According to Dr. McGill, JHU reserves the right to invest in offending companies [PDF]. CIO Dr. Kathryn J. Crecelius explicitly rejected review of indirect holdings (e.g. mutual funds) or engagement of third-party asset managers. The status of direct holdings (e.g. stocks & bonds) was left ambiguous. JHU executives refused to consider an investment policy addressing Darfur.
Dr. McGill asserted that divestment is not effective, and was not persuaded by divestment at 55 peer universities and the withdrawal of major companies including ABB, Siemens and Schlumberger. We were told that our position was fallacious because "for every seller of stock there is a buyer." This point is misleading; price is a function of demand, so divestment by JHU and other fiduciaries can devalue offending company stock.

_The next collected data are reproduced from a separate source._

//! Posting channel suggestions back into the introduction thread.

use std::sync::Arc;

use tracing::info;

use super::keywords::{reply_text, Suggester};
use crate::slack::{PostMessage, SlackApi, SlackError};

/// Result of a single dispatch.
#[derive(Debug, Clone, PartialEq, Eq)]
pub enum DispatchOutcome {
    /// Nothing in the text matched, no reply was posted
    NoMatch,
    /// A reply listing `channels` was posted
    Posted { channels: Vec<String> },
}

/// Turns an eligible message into a threaded suggestion reply.
#[derive(Clone)]
pub struct SuggestionDispatcher {
    api: Arc<dyn SlackApi>,
    suggester: Suggester,
}

impl SuggestionDispatcher {
    pub fn new(api: Arc<dyn SlackApi>, suggester: Suggester) -> Self {
        Self { api, suggester }
    }

    /// Suggest channels for `text` and reply in the thread anchored at `ts`.
    ///
    /// Transport failures and `ok: false` responses are both returned as
    /// errors. Nothing is retried.
    pub async fn send(
        &self,
        channel: &str,
        text: &str,
        ts: &str,
    ) -> Result<DispatchOutcome, SlackError> {
        let suggestions = self.suggester.suggest(text);

        if suggestions.is_empty() {
            info!(channel = %channel, ts = %ts, "suggestion_no_match");
            return Ok(DispatchOutcome::NoMatch);
        }

        let message = PostMessage {
            channel: channel.to_string(),
            text: reply_text(&suggestions),
            thread_ts: Some(ts.to_string()),
        };

        self.api.post_message(&message).await?.into_result()?;

        let channels: Vec<String> = suggestions.into_iter().map(|s| s.channel).collect();

        info!(
            channel = %channel,
            ts = %ts,
            suggested = ?channels,
            "suggestion_posted"
        );

        Ok(DispatchOutcome::Posted { channels })
    }
}
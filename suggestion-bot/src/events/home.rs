//! Home tab view.

use crate::slack::{Block, PublishView, View};

const PURPOSE: &str = ":wave: This app gives suggestions on which channels to join based on volunteers' introductions. It's just a simple keyword match that won't persist any data about you.";

const CONTRIBUTING: &str = "If you'd like to contribute, you can find the code here. Feel free to make a PR, but you'll have to reach out to @Katie since she's hosting it.";

const ATTRIBUTION: &str = "Author: @Katie\nAdmin: @Zach - Slack Admin ";

/// Build the static home view.
pub fn home_view() -> View {
    View::home(vec![
        Block::markdown_section(PURPOSE),
        Block::Divider,
        Block::markdown_section(CONTRIBUTING),
        Block::plain_context(ATTRIBUTION),
    ])
}

/// Build the `views.publish` request for `user_id`.
pub fn render_home(user_id: &str) -> PublishView {
    PublishView {
        user_id: user_id.to_string(),
        view: home_view(),
    }
}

In 1991, JHU sold $5.3 million of tobacco holdings because "the investments undermined its efforts to fight cancer." This despite tobacco representing an entire asset class with no financially equivalent alternatives. Imagine if JHU- which "saves lives, millions at a time"-still profited from tobacco, which kills 438,800 Americans each year. JHU's refusal to address an ongoing genocide is similarly inconsistent with institutional values.

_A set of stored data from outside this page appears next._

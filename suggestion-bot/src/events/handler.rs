//! Top-level request router.

use std::sync::Arc;

use serde_json::{json, Value};
use tracing::{info, warn};

use super::eligibility::check_message;
use super::home::render_home;
use super::types::{
    event_type, EventPayload, InboundRequest, InnerEvent, Payload, ResponseEnvelope,
    APP_HOME_OPENED, MESSAGE,
};
use super::HandlerError;
use crate::slack::SlackApi;
use crate::suggest::{Suggester, SuggestionDispatcher};
use crate::web::signature::is_verified;
use crate::Config;

/// Routes one request at a time through verification and dispatch.
///
/// Holds only immutable configuration and the Slack client, so a single
/// instance is shared across all requests.
#[derive(Clone)]
pub struct EventHandler {
    config: Arc<Config>,
    api: Arc<dyn SlackApi>,
    dispatcher: SuggestionDispatcher,
}

impl EventHandler {
    pub fn new(config: Arc<Config>, api: Arc<dyn SlackApi>) -> Self {
        let suggester = match &config.keywords {
            Some(pairs) => Suggester::new(pairs.clone()),
            None => Suggester::default(),
        };

        Self {
            dispatcher: SuggestionDispatcher::new(api.clone(), suggester),
            config,
            api,
        }
    }

    /// Handle a request and always produce a response envelope.
    pub async fn handle(&self, request: &InboundRequest) -> ResponseEnvelope {
        info!(
            method = %request.http_method,
            body_length = request.body().len(),
            has_signature = request.verification_context().signature.is_some(),
            "slack_request_received"
        );

        match self.route(request).await {
            Ok(body) => {
                info!("slack_request_ok");
                ResponseEnvelope::ok(&body)
            }
            Err(e) => {
                warn!(error = %e, "slack_request_failed");
                ResponseEnvelope::error(&e)
            }
        }
    }

    async fn route(&self, request: &InboundRequest) -> Result<Value, HandlerError> {
        if request.http_method != "POST" {
            return Err(HandlerError::UnsupportedMethod(request.http_method.clone()));
        }

        let payload = EventPayload::parse(request.body())?;
        info!(payload_type = %payload.kind, "slack_payload_parsed");

        match payload.classify()? {
            Payload::UrlVerification { challenge } => {
                // No signing secret exists yet during initial app setup
                info!("slack_challenge_echoed");
                Ok(match challenge {
                    Some(challenge) => json!({ "challenge": challenge }),
                    None => json!({}),
                })
            }
            Payload::EventCallback { event } => {
                if !is_verified(
                    self.config.signing_secret.as_deref(),
                    &request.verification_context(),
                    self.config.signature_max_age,
                ) {
                    return Err(HandlerError::VerificationFailed);
                }
                info!("slack_request_verified");

                let event = event.ok_or(HandlerError::MissingEvent)?;
                self.handle_event(event).await?;
                Ok(Value::Null)
            }
        }
    }

    /// Only the two handled types are read into `InnerEvent`; anything else is
    /// acknowledged whatever its shape.
    async fn handle_event(&self, event: Value) -> Result<(), HandlerError> {
        let kind = event_type(&event).to_string();

        match kind.as_str() {
            MESSAGE => self.handle_message(&InnerEvent::from_value(event)?).await,
            APP_HOME_OPENED => self.handle_home_opened(&InnerEvent::from_value(event)?).await,
            other => {
                info!(event_type = %other, "slack_event_ignored");
                Ok(())
            }
        }
    }

    async fn handle_message(&self, event: &InnerEvent) -> Result<(), HandlerError> {
        let eligibility = check_message(event, &self.config.target_channel_id);

        if !eligibility.is_eligible() {
            info!(
                channel = event.channel.as_deref().unwrap_or_default(),
                ts = event.ts.as_deref().unwrap_or_default(),
                reason = eligibility.as_str(),
                "slack_message_skipped"
            );
            return Ok(());
        }

        let channel = event.channel.as_deref().unwrap_or_default();
        let text = event.text.as_deref().unwrap_or_default();
        let ts = event.ts.as_deref().unwrap_or_default();

        info!(channel = %channel, ts = %ts, text_length = text.len(), "slack_message_eligible");

        let outcome = self.dispatcher.send(channel, text, ts).await?;
        info!(outcome = ?outcome, "slack_message_dispatched");

        Ok(())
    }

    async fn handle_home_opened(&self, event: &InnerEvent) -> Result<(), HandlerError> {
        let user = event.user.as_deref().unwrap_or_default();
        let request = render_home(user);

        let response = self.api.publish_view(&request).await?;

        if response.ok {
            info!(user = %user, "slack_home_published");
        } else {
            warn!(
                user = %user,
                error = response.error.as_deref().unwrap_or("unknown_error"),
                "slack_home_publish_rejected"
            );
        }

        Ok(())
    }
}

Our objective for 2008 is to convey the campus consensus on Darfur to the JHU Board of Trustees. The recent Hopkins Energy Action Team (HEAT) climate neutrality success suggests a rising consciousness at JHU: united, students have the power to influence university policy.

Friday, October 5, 2007

Targeted Divestment Criteria

Our objective is to protect the victims of genocide; divestment is a humanitarian intervention rather than a wholly symbolic gesture.
"Targeted divestment" improves upon past movements by maximizing impact on the genocide while minimizing harm to civilians & university finances.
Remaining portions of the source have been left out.